No he visto unos inmigrantes que a los dos días parezcan más madrileños que los chinos
Para el que viene a la ciudad la preocupación es más de supervivencia que de adaptación

Tampoco Madrid es una ciudad en la que haya que adaptarse a grandes tradiciones. Se hace más o menos lo que se haría en cualquier parte. Aquí los hábitos son más personales que sociales. Como en cualquier gran ciudad uno se puede encontrar desarraigado de todo si quiere, y a veces también sin querer. Sólo hay que darse una vuelta por la Puerta del Sol y aledaños para ver a esos solitarios que parecen ir en busca de algo, no se sabe qué. Algunos lo encuentran en las salas de juego, donde el aislamiento llega a su máxima expresión. Habría que reflexionar más profundamente sobre el comportamiento y reconcentración de los usuarios de estos salones, pero la verdad es que enseguida se puede caer en la tentación de hacer sociología, psicología y ponerse moralmente un poco por encima, lo que sólo le perjudicaría a uno mismo porque a ellos les trae sin cuidado. Están tan ensimismados en su tarea que ni siquiera te ven, pero aun así el ambiente produce una gran incomodidad. Tal vez no haya sitio en el mundo donde uno pueda sentirse más intruso en las vidas ajenas. A pesar de estar el local abierto al público, parece que se ha entrado en lo más íntimo de los que están ahí. Los hay de variadas procedencias y edades y te encuentras más o menos la misma mezcla que hay en la calle. Y aunque parece que los de la ruleta están más acompañados que los de las máquinas tragaperras, es una falsa impresión porque ni siquiera se miran.
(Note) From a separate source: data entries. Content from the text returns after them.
use serde::{Deserialize, Serialize};
use uuid::Uuid;

#[derive(Debug, Clone, Copy, PartialEq, Eq, Serialize, Deserialize)]
#[serde(rename_all = "snake_case")]
pub enum RecipeCategory {
    Appetizer,
    MainCourse,
    Dessert,
    Beverage,
    Snack,
}

impl std::fmt::Display for RecipeCategory {
    fn fmt(&self, f: &mut std::fmt::Formatter<'_>) -> std::fmt::Result {
        let label = match self {
            RecipeCategory::Appetizer => "Appetizer",
            RecipeCategory::MainCourse => "Main Course",
            RecipeCategory::Dessert => "Dessert",
            RecipeCategory::Beverage => "Beverage",
            RecipeCategory::Snack => "Snack",
        };
        f.write_str(label)
    }
}

#[derive(Debug, Clone, Copy, PartialEq, Eq, Serialize, Deserialize)]
#[serde(rename_all = "lowercase")]
pub enum Difficulty {
    Easy,
    Medium,
    Hard,
}

impl std::fmt::Display for Difficulty {
    fn fmt(&self, f: &mut std::fmt::Formatter<'_>) -> std::fmt::Result {
        let label = match self {
            Difficulty::Easy => "Easy",
            Difficulty::Medium => "Medium",
            Difficulty::Hard => "Hard",
        };
        f.write_str(label)
    }
}

/// A recipe from the built-in catalog.
///
/// Recipes are seeded once at store initialization and never mutated;
/// there is no user-authored recipe flow.
#[derive(Debug, Clone, Serialize, Deserialize)]
pub struct Recipe {
    pub id: Uuid,
    pub title: String,
    /// Preparation time in minutes.
    pub prep_time_min: u32,
    pub description: String,
    pub ingredients: Vec<String>,
    pub steps: Vec<String>,
    pub category: RecipeCategory,
    pub difficulty: Difficulty,
}
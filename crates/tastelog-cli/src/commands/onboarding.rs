use clap::Subcommand;

use super::open_store;

#[derive(Subcommand)]
pub enum OnboardingAction {
    /// Mark onboarding as completed
    Complete,
    /// Print whether onboarding has been completed
    Status,
}

pub fn run(action: OnboardingAction) -> Result<(), Box<dyn std::error::Error>> {
    match action {
        OnboardingAction::Complete => {
            let mut store = open_store()?;
            store.complete_onboarding();
            println!("Onboarding completed.");
        }
        OnboardingAction::Status => {
            let store = open_store()?;
            println!(
                "{}",
                if store.onboarding_complete() {
                    "completed"
                } else {
                    "pending"
                }
            );
        }
    }
    Ok(())
}
use chrono::{DateTime, Utc};
use serde::{Deserialize, Serialize};
use uuid::Uuid;

use crate::timer::TimerState;

/// Every externally observable state change produces an Event.
/// The UI layer polls for events and renders them (alerts, badges, sounds).
#[derive(Debug, Clone, Serialize, Deserialize)]
#[serde(tag = "type")]
pub enum Event {
    TimerStarted {
        label: String,
        duration_secs: u32,
        at: DateTime<Utc>,
    },
    TimerPaused {
        remaining_secs: u32,
        at: DateTime<Utc>,
    },
    TimerResumed {
        remaining_secs: u32,
        at: DateTime<Utc>,
    },
    /// Remaining time was adjusted while idle or paused.
    TimerAdjusted {
        remaining_secs: u32,
        at: DateTime<Utc>,
    },
    /// Manual stop; no completion signal is emitted for this.
    TimerStopped {
        at: DateTime<Utc>,
    },
    TimerReset {
        at: DateTime<Utc>,
    },
    /// The countdown ran to zero. Emitted exactly once per run.
    TimerFinished {
        label: String,
        at: DateTime<Utc>,
    },
    StateSnapshot {
        state: TimerState,
        label: String,
        remaining_secs: u32,
        duration_secs: u32,
        progress: f64,
        at: DateTime<Utc>,
    },
    /// A locked achievement met its requirement.
    AchievementUnlocked {
        id: Uuid,
        title: String,
        at: DateTime<Utc>,
    },
}
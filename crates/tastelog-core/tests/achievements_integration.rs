//! Achievement unlock behavior driven through the store.

use chrono::Utc;

use tastelog_core::{
    achievements, AppStore, CulinaryNote, Event, MemoryGateway, NoteCategory, Requirement,
    UserStats,
};

fn fresh_store() -> AppStore {
    AppStore::open(Box::new(MemoryGateway::default()))
}

fn find<'a>(store: &'a AppStore, title: &str) -> &'a tastelog_core::Achievement {
    store
        .achievements()
        .iter()
        .find(|a| a.title == title)
        .unwrap()
}

#[test]
fn recipe_explorer_locked_at_four_unlocked_at_five() {
    let mut store = fresh_store();
    for _ in 0..4 {
        store.increment_recipes_viewed();
    }
    assert!(!find(&store, "Recipe Explorer").is_unlocked);

    let events = store.increment_recipes_viewed();
    assert!(matches!(
        events.as_slice(),
        [Event::AchievementUnlocked { title, .. }] if title == "Recipe Explorer"
    ));

    let explorer = find(&store, "Recipe Explorer");
    assert!(explorer.is_unlocked);
    assert!(explorer.unlocked_date.is_some());

    // Still unlocked, and never re-announced, after more views.
    for _ in 0..20 {
        assert!(store.increment_recipes_viewed().is_empty());
    }
    assert!(find(&store, "Recipe Explorer").is_unlocked);
}

#[test]
fn master_of_flavor_needs_ten_notes() {
    let mut store = fresh_store();
    for i in 0..9 {
        let note =
            CulinaryNote::new(format!("note {i}"), "body", NoteCategory::Tip).unwrap();
        assert!(store.add_note(note).unwrap().is_empty());
    }
    assert!(!find(&store, "Master of Flavor").is_unlocked);

    let note = CulinaryNote::new("note 9", "body", NoteCategory::Tip).unwrap();
    let events = store.add_note(note).unwrap();
    assert_eq!(events.len(), 1);
    assert!(find(&store, "Master of Flavor").is_unlocked);
}

#[test]
fn timekeeper_chef_needs_fifteen_timer_starts() {
    let mut store = fresh_store();
    for _ in 0..14 {
        store.increment_timers_used();
    }
    assert!(!find(&store, "Timekeeper Chef").is_unlocked);
    store.increment_timers_used();
    assert!(find(&store, "Timekeeper Chef").is_unlocked);
}

#[test]
fn dedicated_cook_counts_distinct_days() {
    // Multiple days cannot be simulated through the store's clock, so the
    // day-based requirement is exercised against the evaluator directly.
    let mut stats = UserStats::default();
    for day in 1..=6 {
        stats.days_active.insert(format!("2025-10-0{day}"));
    }
    let evaluated = achievements::evaluate(&stats, &achievements::defaults(), Utc::now());
    let dedicated = evaluated
        .iter()
        .find(|a| matches!(a.requirement, Requirement::DaysActive { .. }))
        .unwrap();
    assert!(!dedicated.is_unlocked);

    stats.days_active.insert("2025-10-07".into());
    let evaluated = achievements::evaluate(&stats, &evaluated, Utc::now());
    let dedicated = evaluated
        .iter()
        .find(|a| matches!(a.requirement, Requirement::DaysActive { .. }))
        .unwrap();
    assert!(dedicated.is_unlocked);
}

#[test]
fn unlock_date_is_set_iff_unlocked() {
    let mut store = fresh_store();
    for _ in 0..5 {
        store.increment_recipes_viewed();
    }
    for achievement in store.achievements() {
        assert_eq!(achievement.is_unlocked, achievement.unlocked_date.is_some());
    }
}

#[test]
fn reset_relocks_previously_unlocked_achievements() {
    let mut store = fresh_store();
    for _ in 0..5 {
        store.increment_recipes_viewed();
    }
    assert!(find(&store, "Recipe Explorer").is_unlocked);

    store.reset_progress();
    for achievement in store.achievements() {
        assert!(!achievement.is_unlocked);
        assert!(achievement.unlocked_date.is_none());
    }

    // Thresholds apply afresh after the reset.
    for _ in 0..4 {
        store.increment_recipes_viewed();
    }
    assert!(!find(&store, "Recipe Explorer").is_unlocked);
    store.increment_recipes_viewed();
    assert!(find(&store, "Recipe Explorer").is_unlocked);
}
mod engine;

pub use engine::{CountdownTimer, TimerState};
use clap::Subcommand;

use super::open_store;

#[derive(Subcommand)]
pub enum StatsAction {
    /// Show activity counters
    Show {
        /// Output as JSON
        #[arg(long)]
        json: bool,
    },
    /// Reset all progress (keeps notes)
    Reset {
        /// Confirm the reset
        #[arg(long)]
        yes: bool,
    },
}

pub fn run(action: StatsAction) -> Result<(), Box<dyn std::error::Error>> {
    match action {
        StatsAction::Show { json } => {
            let store = open_store()?;
            let stats = store.stats();
            if json {
                println!("{}", serde_json::to_string_pretty(stats)?);
            } else {
                println!("Recipes viewed: {}", stats.recipes_viewed);
                println!("Notes created: {}", stats.notes_created);
                println!("Timers used:   {}", stats.timers_used);
                println!("Active days:   {}", stats.active_day_count());
            }
        }
        StatsAction::Reset { yes } => {
            if !yes {
                return Err("this wipes stats, achievements, and onboarding; pass --yes to confirm".into());
            }
            let mut store = open_store()?;
            store.reset_progress();
            println!("Progress reset. Notes were kept.");
        }
    }
    Ok(())
}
Para el inmigrante que viene a Madrid la preocupación es más de supervivencia que de adaptación. Lo fue para los inmigrantes andaluces, extremeños y de otras partes que vinieron en los sesenta y lo es ahora para latinoamericanos, rumanos, chinos, africanos y demás. Madrid es tierra de supervivencia, no se impone al extranjero con un manual cultural y de costumbres por el que regirse, irán acomodándose poco a poco. Y a su vez la inmigración nos está haciendo multiculturales y ha cambiado el paisaje humano en un tiempo récord. La xenofobia de algunos se solapa con la necesidad que se tiene de sus servicios. La afluencia por ejemplo de servicio doméstico ha contribuido a suavizar el gran problema sin resolver por la administración de esa franja enorme de población llamada tercera edad. No hay que tener miedo a la gente, hay que tener miedo a los problemas sin resolver porque son los que tarde o temprano dan la cara. El otro día estaba en la panadería y una anciana preguntó cuánto costaba una barra de pan, dudó un momento y se marchó sin comprarla. Contar esto es horrible, demagógico y todo lo que se quiera, pero es la pura verdad. Los ancianos con escasos recursos son los más marginales de nuestra sociedad, sólo que marginales en sus casas, callados y resignados.